Не так уж и сложна на первый взгляд, и достаточно оплачена работенка палача. Но редкий человек не обидется, если его назвать палачом. Тем, кто законно и публично отнимает жизнь у себя подобного. Кто не вытрет брызнувшую на его лицо кровь и не зачахнет от кровавых пятен на совести.
Кто же становился палачом? Кто добровольно пятнал свою совесть? И всегда ли добровольно ли?
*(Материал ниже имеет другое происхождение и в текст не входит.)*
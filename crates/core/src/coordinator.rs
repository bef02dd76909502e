//! Parallel task coordination.
//!
//! Each analysis task runs in its own tokio task and reports through a
//! shared mailbox. A single consumer loop owns all state mutation and event
//! emission, so per-task updates are serialized without locks. The mailbox
//! closing (every sender dropped) is the join barrier: once `recv` returns
//! `None`, every task has finished or panicked.

use fx_protocol::{AgentTaskState, AnalysisEvent, QueryContext, RunState, TaskResult};
use std::sync::Arc;
use std::time::Duration;
use tokio::sync::mpsc;
use tracing::{debug, warn};

use crate::cancel::CancelToken;
use crate::collaborators::base::{now, AnalysisTask, ProgressSink, TaskError, TaskSignal};
use crate::emitter::Emitter;
use crate::error::EngineError;

/// Drive all analysis tasks to completion, folding their signals into
/// `state` and emitting the per-task event stream.
///
/// Failures are isolated: a task that errors, times out, or panics is
/// recorded as failed while its siblings keep running. The only error this
/// function returns is cancellation.
pub async fn run_tasks(
    tasks: &[Arc<dyn AnalysisTask>],
    context: &QueryContext,
    state: &mut RunState,
    emitter: &mut Emitter,
    task_deadline: Option<Duration>,
    cancel: &CancelToken,
) -> Result<(), EngineError> {
    let (tx, mut rx) = mpsc::channel::<TaskSignal>(tasks.len().max(1) * 8);

    let mut handles = Vec::with_capacity(tasks.len());
    for task in tasks {
        let name = task.name().to_string();
        state
            .tasks
            .insert(name.clone(), AgentTaskState::new(name.clone()));

        let task = Arc::clone(task);
        let pair = context.pair.clone();
        let context = context.clone();
        let sink = ProgressSink::new(name.clone(), tx.clone());
        handles.push((
            name,
            tokio::spawn(async move {
                sink.started().await;
                let work = task.run(&pair, &context, sink.clone());
                let outcome = match task_deadline {
                    Some(deadline) => match tokio::time::timeout(deadline, work).await {
                        Ok(outcome) => outcome,
                        Err(_) => Err(TaskError::ExecutionError(format!(
                            "deadline of {}ms exceeded",
                            deadline.as_millis()
                        ))),
                    },
                    None => work.await,
                };
                match outcome {
                    Ok(data) => sink.terminal(TaskResult::ok(data)).await,
                    Err(err) => sink.terminal(TaskResult::failed(err.to_string())).await,
                }
            }),
        ));
    }
    // The consumer must not hold a sender, or recv would never return None.
    drop(tx);

    loop {
        tokio::select! {
            _ = cancel.cancelled() => {
                for (name, handle) in &handles {
                    debug!(task = %name, "aborting task on cancellation");
                    handle.abort();
                }
                return Err(EngineError::Cancelled);
            }
            signal = rx.recv() => {
                let Some(signal) = signal else { break };
                apply_signal(signal, state, emitter).await;
            }
        }
    }

    // A task that panicked dropped its sender without a terminal signal;
    // surface it as a failure like any other.
    for (name, handle) in handles {
        let panicked = matches!(handle.await, Err(err) if err.is_panic());
        if let Some(task_state) = state.tasks.get_mut(&name) {
            if !task_state.status.is_terminal() {
                if panicked {
                    warn!(task = %name, "task panicked");
                }
                let reason = if panicked {
                    "task panicked"
                } else {
                    "task ended without reporting a result"
                };
                task_state.finish(TaskResult::failed(reason), now());
                emitter
                    .emit(AnalysisEvent::AgentUpdate {
                        agent: name,
                        result: TaskResult::failed(reason),
                    })
                    .await;
            }
        }
    }

    Ok(())
}

async fn apply_signal(signal: TaskSignal, state: &mut RunState, emitter: &mut Emitter) {
    match signal {
        TaskSignal::Started { agent } => {
            let timestamp = now();
            if let Some(task) = state.tasks.get_mut(&agent) {
                task.start(timestamp);
            }
            emitter
                .emit(AnalysisEvent::AgentStart { agent, timestamp })
                .await;
        }
        TaskSignal::Progress {
            agent,
            step,
            message,
            percent,
            snapshot,
        } => {
            let Some(task) = state.tasks.get_mut(&agent) else {
                return;
            };
            task.record_progress(step.clone(), message.clone(), percent, snapshot.clone());
            emitter
                .emit(AnalysisEvent::AgentProgress {
                    agent,
                    step,
                    message,
                    progress: task.progress,
                    snapshot,
                    started_at: task.started_at,
                    completed_at: task.completed_at,
                })
                .await;
        }
        TaskSignal::Search { agent, record } => {
            if let Some(task) = state.tasks.get_mut(&agent) {
                task.record_search(record.clone());
            }
            emitter
                .emit(AnalysisEvent::WebSearch {
                    agent,
                    queries: record.queries,
                    references: record.references,
                })
                .await;
        }
        TaskSignal::Terminal { agent, result } => {
            if let Some(task) = state.tasks.get_mut(&agent) {
                task.finish(result.clone(), now());
            }
            emitter
                .emit(AnalysisEvent::AgentUpdate { agent, result })
                .await;
        }
    }
}
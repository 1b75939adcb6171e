//! Monetary types for the currency wallet.

use rust_decimal::{Decimal, RoundingStrategy};
use serde::{Deserialize, Serialize};
use std::fmt;
use std::str::FromStr;
use thiserror::Error;

use crate::error::WalletError;

/// A currency a wallet can hold.
///
/// The set is closed: balances carry exactly one field per variant.
#[derive(Debug, Clone, Copy, PartialEq, Eq, PartialOrd, Ord, Hash, Serialize, Deserialize)]
#[serde(rename_all = "UPPERCASE")]
pub enum Currency {
    Usd,
    Rub,
    Eur,
}

impl Currency {
    /// Every currency a wallet can hold.
    pub const ALL: [Currency; 3] = [Currency::Usd, Currency::Rub, Currency::Eur];

    /// ISO 4217 code.
    pub fn code(&self) -> &'static str {
        match self {
            Currency::Usd => "USD",
            Currency::Rub => "RUB",
            Currency::Eur => "EUR",
        }
    }

    /// Fractional digits stored for this currency.
    pub fn decimal_places(&self) -> u32 {
        2
    }

    /// The validated quote-set code for this currency.
    pub fn as_code(&self) -> CurrencyCode {
        CurrencyCode(self.code().to_string())
    }
}

impl fmt::Display for Currency {
    fn fmt(&self, f: &mut fmt::Formatter<'_>) -> fmt::Result {
        f.write_str(self.code())
    }
}

impl FromStr for Currency {
    type Err = WalletError;

    fn from_str(s: &str) -> Result<Self, Self::Err> {
        match s.trim().to_ascii_uppercase().as_str() {
            "USD" => Ok(Currency::Usd),
            "RUB" => Ok(Currency::Rub),
            "EUR" => Ok(Currency::Eur),
            _ => Err(WalletError::UnsupportedCurrency(s.trim().to_string())),
        }
    }
}

impl TryFrom<&CurrencyCode> for Currency {
    type Error = WalletError;

    fn try_from(code: &CurrencyCode) -> Result<Self, Self::Error> {
        code.as_str().parse()
    }
}

/// Malformed currency code.
#[derive(Debug, Clone, PartialEq, Eq, Error)]
#[error("invalid currency code {0:?}: expected three ASCII letters")]
pub struct CurrencyCodeError(pub String);

/// A normalized three-letter currency code.
///
/// Quote sources publish many more currencies than a wallet holds, so quote
/// sets are keyed by this type rather than by [`Currency`].
#[derive(Debug, Clone, PartialEq, Eq, PartialOrd, Ord, Hash, Serialize, Deserialize)]
#[serde(try_from = "String", into = "String")]
pub struct CurrencyCode(String);

impl CurrencyCode {
    /// Parse and upper-case a code.
    pub fn parse(code: &str) -> Result<Self, CurrencyCodeError> {
        let trimmed = code.trim();
        if trimmed.len() == 3 && trimmed.chars().all(|c| c.is_ascii_alphabetic()) {
            Ok(Self(trimmed.to_ascii_uppercase()))
        } else {
            Err(CurrencyCodeError(code.to_string()))
        }
    }

    /// Get the code as a string slice.
    pub fn as_str(&self) -> &str {
        &self.0
    }
}

impl fmt::Display for CurrencyCode {
    fn fmt(&self, f: &mut fmt::Formatter<'_>) -> fmt::Result {
        f.write_str(&self.0)
    }
}

impl From<Currency> for CurrencyCode {
    fn from(currency: Currency) -> Self {
        currency.as_code()
    }
}

impl TryFrom<String> for CurrencyCode {
    type Error = CurrencyCodeError;

    fn try_from(value: String) -> Result<Self, Self::Error> {
        Self::parse(&value)
    }
}

impl From<CurrencyCode> for String {
    fn from(code: CurrencyCode) -> Self {
        code.0
    }
}

/// A currency pair: one unit of `base` is worth `rate` units of `quote`.
#[derive(Debug, Clone, Copy, PartialEq, Eq, Hash, Serialize, Deserialize)]
pub struct CurrencyPair {
    /// Currency being sold.
    pub base: Currency,
    /// Currency being bought.
    pub quote: Currency,
}

impl CurrencyPair {
    /// Create a new currency pair.
    pub fn new(base: Currency, quote: Currency) -> Self {
        Self { base, quote }
    }

    /// Get the inverse pair.
    pub fn inverse(&self) -> Self {
        Self {
            base: self.quote,
            quote: self.base,
        }
    }

    /// Whether both sides are the same currency.
    pub fn is_identity(&self) -> bool {
        self.base == self.quote
    }
}

impl fmt::Display for CurrencyPair {
    fn fmt(&self, f: &mut fmt::Formatter<'_>) -> fmt::Result {
        write!(f, "{}/{}", self.base, self.quote)
    }
}

/// A monetary amount with currency.
#[derive(Debug, Clone, Copy, PartialEq, Eq, Serialize, Deserialize)]
pub struct Money {
    /// The amount value (exact decimal).
    pub value: Decimal,
    /// Currency of the amount.
    pub currency: Currency,
}

impl Money {
    /// Create a new Money instance.
    pub fn new(value: Decimal, currency: Currency) -> Self {
        Self { value, currency }
    }

    /// Create a zero amount in the given currency.
    pub fn zero(currency: Currency) -> Self {
        Self {
            value: Decimal::ZERO,
            currency,
        }
    }

    /// Check if the amount is positive.
    pub fn is_positive(&self) -> bool {
        self.value > Decimal::ZERO
    }

    /// Whether the value has no more fractional digits than the currency stores.
    pub fn fits_precision(&self) -> bool {
        self.value.normalize().scale() <= self.currency.decimal_places()
    }

    /// Truncate toward zero to the currency's decimal places.
    ///
    /// Conversions never credit more than the exact product.
    pub fn round_down(&self) -> Self {
        Self {
            value: self
                .value
                .round_dp_with_strategy(self.currency.decimal_places(), RoundingStrategy::ToZero),
            currency: self.currency,
        }
    }
}

impl fmt::Display for Money {
    fn fmt(&self, f: &mut fmt::Formatter<'_>) -> fmt::Result {
        write!(f, "{} {}", self.value, self.currency)
    }
}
Да еще можно понять, когда мастерство палача передается от отца к сыну. Это наследственное дело, когда у сына нет другого выбора. Он презираем и отчужден от рождения. Его не примут ни в один из ремесленных цехов. Сын палача не женится на девушке из обычной семьи. Его будущая жена – дочь палача, могильщика, живодера, а то и вовсе шлюха. Как говорится – трудно жениться королю, а сыну палача еще труднее. Первый не ведет под венец кого попало и кого желает, со вторым не идет та, которую он желал бы.
Трудно понять тех, кто ищет выгоды и привилегий от городов и властителей. Тех, кто спасает свою жизнь, согласившись отнять чужую. Тех, кто становится палачом в силу вековых традиций и местных обычаев. Например, как последний из жителей, поселившийся в городе. Или как в Швабии – последний избранный городской советник. Или, уж совсем уму непостижимо, как последний женившийся. И такое придумали во Франконии. Множество может быть принудительных обстоятельств.